The official entries for this year’s US championships have just been released by the St. Louis Chess Club. They are billing this as the strongest championship in history with three world top 10 players: Hideki Nakamura (6), Fabiano Caruana (3), and Wesley So (10). Four-time champ Gata Kamsky also will be playing. Also of interest is that there is a pair of 15-year-olds, Akshat Chandra of Texxas and Jeffrey Xiong of New Jersey. The oldest competitor is veteran Alexander Shabalov from Pennsylvania at 48. The only player on the men’s side with a local connection is Sam Shankland, who hails from California but attended Brandeis University

The women’s field includes defending champion Irina Krush and her main rival for many years, Anna Zatonskih. Twelve-year-old Carissa Yip from Andover has been invited based on her high rating, and also in the field are two 13-year-olds from Virginia, Jennifer Yu and Gorti Akshita.

The championships run from April 12 to 30 at the St. Louis Chess Club and will feature a total prize fund of $294,000, not including a special prize of $64,000 if someone should go 11-0 as Bobby Fischer did in the 1964 championship. For more information, visit SaintLouisChessClub.org.

The entire list of players is below:

Men’s field: Hikaru Nakamura (2869), Fabiano Caruana (2858), Wesley So (2848), Ray Robson (2752), Alexander Onischuk (2745), Gata Kamsky (2737), Alex Lenderman (2727), Varuzhan Akobian (2704), Sam Shankland (2723), Jeffrey Xiong (2675), Alexander Shabalov (2622), and Akshat Chandra (2608).

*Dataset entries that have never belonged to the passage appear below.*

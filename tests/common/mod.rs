#![allow(dead_code)]

pub mod failing;
pub mod synthetic_page;
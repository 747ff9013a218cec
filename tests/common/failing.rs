//! Page collaborators that fail on purpose.
use cover_marks::page::{PageRenderer, PageSource, VectorPath};
use cover_marks::types::{PageGeometry, Rect};
use cover_marks::{CoverError, Result};
use image::RgbImage;

/// Which `PageSource` call returns an error.
#[derive(Clone, Copy, Debug)]
pub enum FailAt {
    Geometry,
    Drawings,
}

/// Source delegating to `inner` except for the call named by `fail_at`.
pub struct FailingSource<S> {
    pub inner: S,
    pub fail_at: FailAt,
}

impl<S: PageSource> PageSource for FailingSource<S> {
    fn geometry(&self) -> Result<PageGeometry> {
        match self.fail_at {
            FailAt::Geometry => Err(CoverError::InputUnavailable("page tree is damaged".into())),
            FailAt::Drawings => self.inner.geometry(),
        }
    }

    fn drawings(&self) -> Result<Vec<VectorPath>> {
        match self.fail_at {
            FailAt::Drawings => Err(CoverError::InputUnavailable(
                "content stream cannot be decoded".into(),
            )),
            FailAt::Geometry => self.inner.drawings(),
        }
    }
}

/// Renderer whose every call fails.
pub struct FailingRenderer;

impl PageRenderer for FailingRenderer {
    fn render(&self, _region: &Rect, dpi: f64) -> Result<RgbImage> {
        Err(CoverError::Render {
            dpi,
            reason: "rasterizer unavailable".into(),
        })
    }
}
use serde::{Deserialize, Serialize};
use std::time::Instant;

/// Wall-clock time spent in one stage of a detection pass.
#[derive(Clone, Debug, Serialize, Deserialize)]
#[serde(rename_all = "camelCase")]
pub struct StageTiming {
    pub label: String,
    pub elapsed_ms: f64,
}

impl StageTiming {
    pub fn new(label: impl Into<String>, elapsed_ms: f64) -> Self {
        Self {
            label: label.into(),
            elapsed_ms,
        }
    }
}

/// Per-stage timings of one page plus the total.
#[derive(Clone, Debug, Default, Serialize, Deserialize)]
#[serde(rename_all = "camelCase")]
pub struct TimingBreakdown {
    pub total_ms: f64,
    pub stages: Vec<StageTiming>,
}

impl TimingBreakdown {
    pub fn push(&mut self, label: impl Into<String>, elapsed_ms: f64) {
        self.stages.push(StageTiming::new(label, elapsed_ms));
    }

    /// Run `f`, recording its duration under `label`.
    pub fn time<T>(&mut self, label: &str, f: impl FnOnce() -> T) -> T {
        let start = Instant::now();
        let out = f();
        self.push(label, elapsed_ms(start));
        out
    }

    pub fn stage_ms(&self, label: &str) -> Option<f64> {
        self.stages
            .iter()
            .find(|s| s.label == label)
            .map(|s| s.elapsed_ms)
    }
}

#[inline]
pub fn elapsed_ms(start: Instant) -> f64 {
    start.elapsed().as_secs_f64() * 1000.0
}
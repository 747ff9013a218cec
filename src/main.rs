use cover_marks::page::{PageDescription, RasterPage, VectorPath};
use cover_marks::types::{PageGeometry, Rect};
use cover_marks::{CoverDetector, CoverParams};
use image::RgbImage;

fn main() {
    // Synthetic flapped cover: six trim marks above the trim box on blank paper.
    let trim = Rect::new(20.0, 20.0, 403.2, 320.0);
    let mut drawings = Vec::new();
    for x in [20.0, 62.5, 204.9, 218.3, 360.7, 403.2] {
        drawings.push(VectorPath::new(Rect::new(x - 0.25, 2.0, x + 0.25, 16.0)));
    }
    let page = PageDescription {
        geometry: PageGeometry {
            width: 423.2,
            height: 340.0,
            trim_box: trim,
            rotation: 0,
        },
        drawings,
    };
    let raster = RasterPage::new(RgbImage::from_pixel(423, 340, image::Rgb([255, 255, 255])), 72.0);

    let detector = CoverDetector::new(CoverParams::default());
    match detector.process_with_diagnostics(&page, &raster) {
        Ok(report) => report.print_text_summary(),
        Err(err) => eprintln!("Error: {err}"),
    }
}
//! Seams to the PDF collaborator.
//!
//! The detectors never parse PDF themselves. They consume page geometry and
//! vector paths through [`PageSource`] and request rasters through
//! [`PageRenderer`]. [`PageDescription`] and [`RasterPage`] are file-backed
//! implementations used by the demo binaries and by tests.
mod description;
mod raster;

pub use description::{PageDescription, PathColor, VectorPath};
pub use raster::RasterPage;

use crate::error::Result;
use crate::types::{PageGeometry, Rect};
use image::RgbImage;

/// Read-only access to one page's geometry and vector content.
pub trait PageSource {
    fn geometry(&self) -> Result<PageGeometry>;
    fn drawings(&self) -> Result<Vec<VectorPath>>;
}

/// Rasterization of a page region.
///
/// `region` is in page points; the returned raster covers exactly that
/// region at `dpi`. Calls are blocking and not retried by the caller.
pub trait PageRenderer {
    fn render(&self, region: &Rect, dpi: f64) -> Result<RgbImage>;
}

impl<T: PageSource + ?Sized> PageSource for &T {
    fn geometry(&self) -> Result<PageGeometry> {
        (**self).geometry()
    }
    fn drawings(&self) -> Result<Vec<VectorPath>> {
        (**self).drawings()
    }
}

impl<T: PageRenderer + ?Sized> PageRenderer for &T {
    fn render(&self, region: &Rect, dpi: f64) -> Result<RgbImage> {
        (**self).render(region, dpi)
    }
}
use super::PageSource;
use crate::error::{CoverError, Result};
use crate::image::io::read_json_file;
use crate::types::{PageGeometry, Rect};
use serde::{Deserialize, Serialize};
use std::path::Path;

/// Colour of a path's stroke or fill, by number of components.
#[derive(Clone, Copy, Debug, PartialEq, Serialize, Deserialize)]
#[serde(try_from = "Vec<f32>", into = "Vec<f32>")]
pub enum PathColor {
    Gray(f32),
    Rgb([f32; 3]),
    Cmyk([f32; 4]),
}

impl PathColor {
    /// Sum of all components.
    pub fn component_sum(&self) -> f32 {
        match self {
            PathColor::Gray(g) => *g,
            PathColor::Rgb(c) => c.iter().sum(),
            PathColor::Cmyk(c) => c.iter().sum(),
        }
    }
}

impl TryFrom<Vec<f32>> for PathColor {
    type Error = String;

    fn try_from(v: Vec<f32>) -> std::result::Result<Self, Self::Error> {
        match v.as_slice() {
            [g] => Ok(PathColor::Gray(*g)),
            [r, g, b] => Ok(PathColor::Rgb([*r, *g, *b])),
            [c, m, y, k] => Ok(PathColor::Cmyk([*c, *m, *y, *k])),
            other => Err(format!(
                "colour must have 1, 3 or 4 components, got {}",
                other.len()
            )),
        }
    }
}

impl From<PathColor> for Vec<f32> {
    fn from(c: PathColor) -> Self {
        match c {
            PathColor::Gray(g) => vec![g],
            PathColor::Rgb(c) => c.to_vec(),
            PathColor::Cmyk(c) => c.to_vec(),
        }
    }
}

/// One vector path: its bounding rectangle and optional paint.
#[derive(Clone, Debug, PartialEq, Serialize, Deserialize)]
pub struct VectorPath {
    pub rect: Rect,
    #[serde(default)]
    pub stroke: Option<PathColor>,
    #[serde(default)]
    pub fill: Option<PathColor>,
}

impl VectorPath {
    pub fn new(rect: Rect) -> Self {
        Self {
            rect,
            stroke: None,
            fill: None,
        }
    }

    pub fn with_stroke(mut self, color: PathColor) -> Self {
        self.stroke = Some(color);
        self
    }

    /// Stroke colour, else fill colour.
    pub fn paint(&self) -> Option<PathColor> {
        self.stroke.or(self.fill)
    }
}

/// Page geometry plus its vector paths, as exported by the PDF side.
#[derive(Clone, Debug, PartialEq, Serialize, Deserialize)]
pub struct PageDescription {
    pub geometry: PageGeometry,
    #[serde(default)]
    pub drawings: Vec<VectorPath>,
}

impl PageDescription {
    pub fn load(path: &Path) -> Result<Self> {
        let desc: PageDescription = read_json_file(path)?;
        if desc.geometry.width <= 0.0 || desc.geometry.height <= 0.0 {
            return Err(CoverError::InputUnavailable(format!(
                "page {} has empty media box",
                path.display()
            )));
        }
        Ok(desc)
    }
}

impl PageSource for PageDescription {
    fn geometry(&self) -> Result<PageGeometry> {
        Ok(self.geometry.clone())
    }

    fn drawings(&self) -> Result<Vec<VectorPath>> {
        Ok(self.drawings.clone())
    }
}
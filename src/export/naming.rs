//! Output file naming for zone exports.
//!
//! Downstream consumers match on these suffixes, so they are fixed:
//! `{id}_capa.png` for the front cover, `{id}_quartacapa.png` for the back
//! cover, `{id}_lombada.png` for the spine and `{id}_orelha_esq.png` /
//! `{id}_orelha_dir.png` for the flaps.
use crate::types::StructuralZone;

pub fn zone_suffix(zone: StructuralZone) -> &'static str {
    match zone {
        StructuralZone::FrontCover => "capa",
        StructuralZone::BackCover => "quartacapa",
        StructuralZone::Spine => "lombada",
        StructuralZone::LeftFlap => "orelha_esq",
        StructuralZone::RightFlap => "orelha_dir",
    }
}

pub fn export_file_name(identifier: &str, zone: StructuralZone) -> String {
    format!("{identifier}_{}.png", zone_suffix(zone))
}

Women’s field: Anna Zatonskih (2542), Irina Krush (2535), Tatev Abrahamyan (2428), Katerina Nemcova (2428), Nazi Paikidze (2367), Anna Sharevich (2367), Sabina Foisor (2332), Jennifer Yu (2306), Carissa Yip (2305), Agata Bykotsev (2239), Ashritha Eswaran (2238), and Akshita Gorti (2297)

American Hideki Nakamura has pulled out another major victory. This time at the Zurich Challenge that has just concluded in Switzerland. In a somewhat offbeat format which included blitz, rapid and G/60 classical time limit games, Nakamura tied with Vishy Anand for first but had the better tie-breaks. He also won this event last year again over Anand and again on tie-break.

Winners: Boylston Winter G-80 Open: 1st: Aidan Sowa: 3-0, 2nd-3rd: Brandon Wu and Jason Tang: 2.5-.5; Under 1800: 1st-2nd: Robert Oresick and Joy Cao: 2.5-.5; Waltham First Friday, Open: 1st: Sherif Khater: 3.5-5, 2nd: Robert J. King: 3-1.

Coming events: Waltham February G/5 D0 (Blitz) Feb. 26, WalthamChessclub.org, 3rd Queen City Tornado, Feb. 27, New Hampshire Chess Association, Radisson Hotel Manchester, Contact: HalTerrie@Comcast.net, Concord Spiegel Cup Series Championship, Feb. 27, Concord-Carlisle Chess Club, www.Ace.Colonial.net/ChessClub

Answer to today’s problem: 1…Bc3! and there is no stopping 2…Ra1 mate.